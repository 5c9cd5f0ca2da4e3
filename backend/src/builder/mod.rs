//! Matrix Builder
//!
//! Pivots flat launch records into square sector × sector matrices.
//!
//! # Overview
//!
//! 1. Filter records by product and/or a single seller or buyer location
//! 2. Group by (seller sector, buyer sector) and aggregate one numeric field
//! 3. Reindex to the sorted union of seller and buyer sectors, zero-filled,
//!    so sectors that only buy or only sell still get a row and a column
//! 4. Optionally append `Total{Field}Bought` (column sums) and
//!    `Total{Field}Sold` (row sums); their shared corner stays undefined
//!
//! Derived matrices (parametric, implicit price, pricing) are built on top
//! of the quantity and value matrices.
//!
//! # Critical Invariants
//!
//! 1. **Square output**: body row labels == body column labels
//! 2. **Determinism**: identical inputs produce bitwise-identical matrices
//! 3. **No infinities**: zero divisors produce zeros

use crate::core::matrix::{MatrixError, SectorMatrix};
use crate::models::record::{Field, TransactionRecord};
use serde::{Deserialize, Serialize};
use std::collections::{BTreeMap, BTreeSet};
use std::fmt;
use std::str::FromStr;
use thiserror::Error;
use tracing::debug;

/// Total row label given to implicit-price matrices
pub const IMPLICIT_PRICE_BOUGHT: &str = "TotalImplicitPriceBought";

/// Total column label given to implicit-price matrices
pub const IMPLICIT_PRICE_SOLD: &str = "TotalImplicitPriceSold";

// ============================================================================
// Errors
// ============================================================================

#[derive(Debug, Error, PartialEq)]
pub enum BuildError {
    #[error("The selected product {0} was not found in the records")]
    ProductNotFound(String),

    #[error("No record has {field} equal to {location}")]
    LocationNotFound { field: Field, location: String },

    #[error("Invalid aggregate method '{0}': choose 'sum', 'mean' or 'median'")]
    InvalidAggregate(String),

    #[error("Cannot filter by both seller and buyer locations simultaneously")]
    ConflictingLocations,

    #[error("Either a product or one location (seller or buyer) must be specified")]
    MissingFilter,

    #[error("Field {0} holds a non-numeric value")]
    NonNumericField(Field),

    #[error(transparent)]
    Matrix(#[from] MatrixError),
}

// ============================================================================
// Configuration
// ============================================================================

/// Which record fields the builder reads
#[derive(Debug, Clone, PartialEq, Serialize, Deserialize)]
#[serde(default)]
pub struct BuilderConfig {
    /// Row axis (selling sector)
    pub seller_sector: Field,

    /// Column axis (buying sector)
    pub buyer_sector: Field,

    pub seller_location: Field,
    pub buyer_location: Field,
    pub product: Field,
    pub quantity: Field,
    pub value: Field,
}

impl Default for BuilderConfig {
    fn default() -> Self {
        Self {
            seller_sector: Field::SellerSectorI,
            buyer_sector: Field::BuyerSectorI,
            seller_location: Field::SellerLocation,
            buyer_location: Field::BuyerLocation,
            product: Field::Product,
            quantity: Field::Quantity,
            value: Field::Value,
        }
    }
}

// ============================================================================
// Requests
// ============================================================================

/// Aggregation applied to each (seller, buyer) group
#[derive(Debug, Clone, Copy, PartialEq, Eq, Serialize, Deserialize)]
#[serde(rename_all = "lowercase")]
pub enum Aggregate {
    Sum,
    Mean,
    Median,
}

impl FromStr for Aggregate {
    type Err = BuildError;

    fn from_str(s: &str) -> Result<Self, Self::Err> {
        match s {
            "sum" => Ok(Aggregate::Sum),
            "mean" => Ok(Aggregate::Mean),
            "median" => Ok(Aggregate::Median),
            other => Err(BuildError::InvalidAggregate(other.to_string())),
        }
    }
}

impl fmt::Display for Aggregate {
    fn fmt(&self, f: &mut fmt::Formatter<'_>) -> fmt::Result {
        let name = match self {
            Aggregate::Sum => "sum",
            Aggregate::Mean => "mean",
            Aggregate::Median => "median",
        };
        f.write_str(name)
    }
}

impl Aggregate {
    fn apply(&self, values: &mut [f64]) -> f64 {
        match self {
            Aggregate::Sum => values.iter().sum(),
            Aggregate::Mean => values.iter().sum::<f64>() / values.len() as f64,
            Aggregate::Median => {
                values.sort_by(f64::total_cmp);
                let mid = values.len() / 2;
                if values.len() % 2 == 0 {
                    (values[mid - 1] + values[mid]) / 2.0
                } else {
                    values[mid]
                }
            }
        }
    }
}

/// Record selection shared by all matrix kinds
#[derive(Debug, Clone, Default, PartialEq)]
pub struct MatrixFilter {
    pub product: Option<String>,
    pub seller_location: Option<String>,
    pub buyer_location: Option<String>,
}

impl MatrixFilter {
    pub fn product(product: &str) -> Self {
        Self {
            product: Some(product.to_string()),
            ..Default::default()
        }
    }

    pub fn seller_location(location: &str) -> Self {
        Self {
            seller_location: Some(location.to_string()),
            ..Default::default()
        }
    }

    pub fn buyer_location(location: &str) -> Self {
        Self {
            buyer_location: Some(location.to_string()),
            ..Default::default()
        }
    }

    pub fn with_seller_location(mut self, location: &str) -> Self {
        self.seller_location = Some(location.to_string());
        self
    }

    pub fn with_buyer_location(mut self, location: &str) -> Self {
        self.buyer_location = Some(location.to_string());
        self
    }
}

/// Full description of one matrix to build
#[derive(Debug, Clone, PartialEq)]
pub struct MatrixRequest {
    pub filter: MatrixFilter,

    /// Numeric field aggregated into the cells
    pub metric: Field,

    pub aggregate: Aggregate,

    /// Append `Total{metric}Bought` / `Total{metric}Sold`
    pub insert_total: bool,
}

impl MatrixRequest {
    pub fn new(filter: MatrixFilter, metric: Field) -> Self {
        Self {
            filter,
            metric,
            aggregate: Aggregate::Sum,
            insert_total: true,
        }
    }

    pub fn with_aggregate(mut self, aggregate: Aggregate) -> Self {
        self.aggregate = aggregate;
        self
    }

    pub fn without_totals(mut self) -> Self {
        self.insert_total = false;
        self
    }
}

/// Label of the total row appended for `metric`
pub fn bought_label(metric: Field) -> String {
    format!("Total{}Bought", metric)
}

/// Label of the total column appended for `metric`
pub fn sold_label(metric: Field) -> String {
    format!("Total{}Sold", metric)
}

// ============================================================================
// Builder
// ============================================================================

/// Builds sector matrices from launch records
///
/// # Example
///
/// ```rust
/// use regional_io_core_rs::builder::{MatrixBuilder, MatrixFilter};
/// use regional_io_core_rs::models::record::{Field, RecordDraft};
///
/// let mut draft = RecordDraft::new();
/// draft.set_if_absent(Field::SellerSectorI, "Farm");
/// draft.set_if_absent(Field::BuyerSectorI, "Mill");
/// draft.set_if_absent(Field::Product, "Grain");
/// draft.set_if_absent(Field::Quantity, 10.0);
/// draft.set_if_absent(Field::Value, 50.0);
/// let records = vec![draft.validate().unwrap()];
///
/// let builder = MatrixBuilder::default();
/// let q = builder.quantity(&records, &MatrixFilter::product("Grain")).unwrap();
/// assert_eq!(q.value("Farm", "Mill"), Some(10.0));
/// assert_eq!(q.value("Mill", "Farm"), Some(0.0));
/// assert!(q.is_square());
/// ```
#[derive(Debug, Clone, Default)]
pub struct MatrixBuilder {
    config: BuilderConfig,
}

impl MatrixBuilder {
    pub fn new(config: BuilderConfig) -> Self {
        Self { config }
    }

    pub fn config(&self) -> &BuilderConfig {
        &self.config
    }

    /// Apply a filter, enforcing the argument rules
    fn select<'a>(
        &self,
        records: &'a [TransactionRecord],
        filter: &MatrixFilter,
    ) -> Result<Vec<&'a TransactionRecord>, BuildError> {
        if filter.seller_location.is_some() && filter.buyer_location.is_some() {
            return Err(BuildError::ConflictingLocations);
        }
        if filter.product.is_none()
            && filter.seller_location.is_none()
            && filter.buyer_location.is_none()
        {
            return Err(BuildError::MissingFilter);
        }

        let mut selected: Vec<&TransactionRecord> = records.iter().collect();

        if let Some(product) = &filter.product {
            selected.retain(|r| r.text(self.config.product) == Some(product.as_str()));
            if selected.is_empty() {
                return Err(BuildError::ProductNotFound(product.clone()));
            }
        }

        let location = match (&filter.seller_location, &filter.buyer_location) {
            (Some(loc), None) => Some((self.config.seller_location, loc)),
            (None, Some(loc)) => Some((self.config.buyer_location, loc)),
            _ => None,
        };
        if let Some((field, loc)) = location {
            selected.retain(|r| r.text(field) == Some(loc.as_str()));
            if selected.is_empty() {
                return Err(BuildError::LocationNotFound {
                    field,
                    location: loc.clone(),
                });
            }
        }

        debug!(
            product = ?filter.product,
            seller_location = ?filter.seller_location,
            buyer_location = ?filter.buyer_location,
            selected = selected.len(),
            "records filtered"
        );
        Ok(selected)
    }

    /// Build one matrix
    pub fn build(
        &self,
        records: &[TransactionRecord],
        request: &MatrixRequest,
    ) -> Result<SectorMatrix, BuildError> {
        let selected = self.select(records, &request.filter)?;

        let mut groups: BTreeMap<(String, String), Vec<f64>> = BTreeMap::new();
        let mut sectors: BTreeSet<String> = BTreeSet::new();

        for record in selected {
            let (Some(seller), Some(buyer)) = (
                record.text(self.config.seller_sector),
                record.text(self.config.buyer_sector),
            ) else {
                continue;
            };
            let Some(raw) = record.get(request.metric) else {
                continue;
            };
            let value = raw
                .as_number()
                .ok_or(BuildError::NonNumericField(request.metric))?;

            sectors.insert(seller.to_string());
            sectors.insert(buyer.to_string());
            groups
                .entry((seller.to_string(), buyer.to_string()))
                .or_default()
                .push(value);
        }

        let labels: Vec<String> = sectors.into_iter().collect();
        let mut matrix = SectorMatrix::square(labels)?;
        for ((seller, buyer), mut values) in groups {
            let cell = request.aggregate.apply(&mut values);
            matrix.set(&seller, &buyer, cell)?;
        }

        if request.insert_total {
            matrix.append_total_row(&bought_label(request.metric))?;
            matrix.append_total_col(&sold_label(request.metric))?;
        }

        debug!(
            metric = %request.metric,
            aggregate = %request.aggregate,
            sectors = matrix.body_rows().len(),
            "matrix built"
        );
        Ok(matrix)
    }

    /// Summed quantity matrix with totals
    pub fn quantity(
        &self,
        records: &[TransactionRecord],
        filter: &MatrixFilter,
    ) -> Result<SectorMatrix, BuildError> {
        self.build(records, &MatrixRequest::new(filter.clone(), self.config.quantity))
    }

    /// Summed value matrix with totals
    pub fn value(
        &self,
        records: &[TransactionRecord],
        filter: &MatrixFilter,
    ) -> Result<SectorMatrix, BuildError> {
        self.build(records, &MatrixRequest::new(filter.clone(), self.config.value))
    }

    /// Quantity matrix divided by the second-largest sector total sold
    ///
    /// The largest seller is the primary-production sector by convention and
    /// is excluded from the divisor. With a single sector its own total is
    /// used; a zero divisor yields an all-zero matrix.
    pub fn parametric(
        &self,
        records: &[TransactionRecord],
        filter: &MatrixFilter,
    ) -> Result<SectorMatrix, BuildError> {
        let mut matrix = self.quantity(records, filter)?;

        let sold = sold_label(self.config.quantity);
        let mut totals: Vec<f64> = matrix
            .body_rows()
            .into_iter()
            .filter_map(|row| matrix.value(row, &sold))
            .collect();
        totals.sort_by(|a, b| b.total_cmp(a));

        let divisor = totals.get(1).or_else(|| totals.first()).copied().unwrap_or(0.0);
        debug!(divisor, "parametric divisor selected");

        if divisor == 0.0 {
            matrix.map_cells(|v| if v.is_nan() { v } else { 0.0 });
        } else {
            matrix.scale(1.0 / divisor);
        }
        Ok(matrix)
    }

    /// Value ÷ quantity per sector pair, zero where quantity is zero
    pub fn implicit_price(
        &self,
        records: &[TransactionRecord],
        filter: &MatrixFilter,
        insert_total: bool,
    ) -> Result<SectorMatrix, BuildError> {
        let mut qty_request = MatrixRequest::new(filter.clone(), self.config.quantity);
        let mut val_request = MatrixRequest::new(filter.clone(), self.config.value);
        qty_request.insert_total = insert_total;
        val_request.insert_total = insert_total;

        let mut qty = self.build(records, &qty_request)?;
        let mut val = self.build(records, &val_request)?;

        if insert_total {
            qty.rename_row(&bought_label(self.config.quantity), IMPLICIT_PRICE_BOUGHT)?;
            qty.rename_col(&sold_label(self.config.quantity), IMPLICIT_PRICE_SOLD)?;
            val.rename_row(&bought_label(self.config.value), IMPLICIT_PRICE_BOUGHT)?;
            val.rename_col(&sold_label(self.config.value), IMPLICIT_PRICE_SOLD)?;
        }

        let val = val.reindex(qty.rows(), qty.cols(), 0.0)?;
        Ok(val.div_zero_fill(&qty)?)
    }

    /// Implicit price matrix normalized by the mean of its first row
    pub fn pricing(
        &self,
        records: &[TransactionRecord],
        filter: &MatrixFilter,
    ) -> Result<SectorMatrix, BuildError> {
        let mut matrix = self.implicit_price(records, filter, false)?;

        let first_row = matrix
            .rows()
            .first()
            .map(|label| matrix.row_values(label))
            .transpose()?
            .unwrap_or_default();
        let mean = if first_row.is_empty() {
            0.0
        } else {
            first_row.iter().sum::<f64>() / first_row.len() as f64
        };

        if mean == 0.0 {
            matrix.map_cells(|_| 0.0);
        } else {
            matrix.scale(1.0 / mean);
        }
        Ok(matrix)
    }
}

----

WORK TO BE COMPLETED:
Counting only lines that hold the word "BuyerSectorI", report how many there are in the listing above, as a number alone.

ANSWER FOR THIS EXERCISE:
2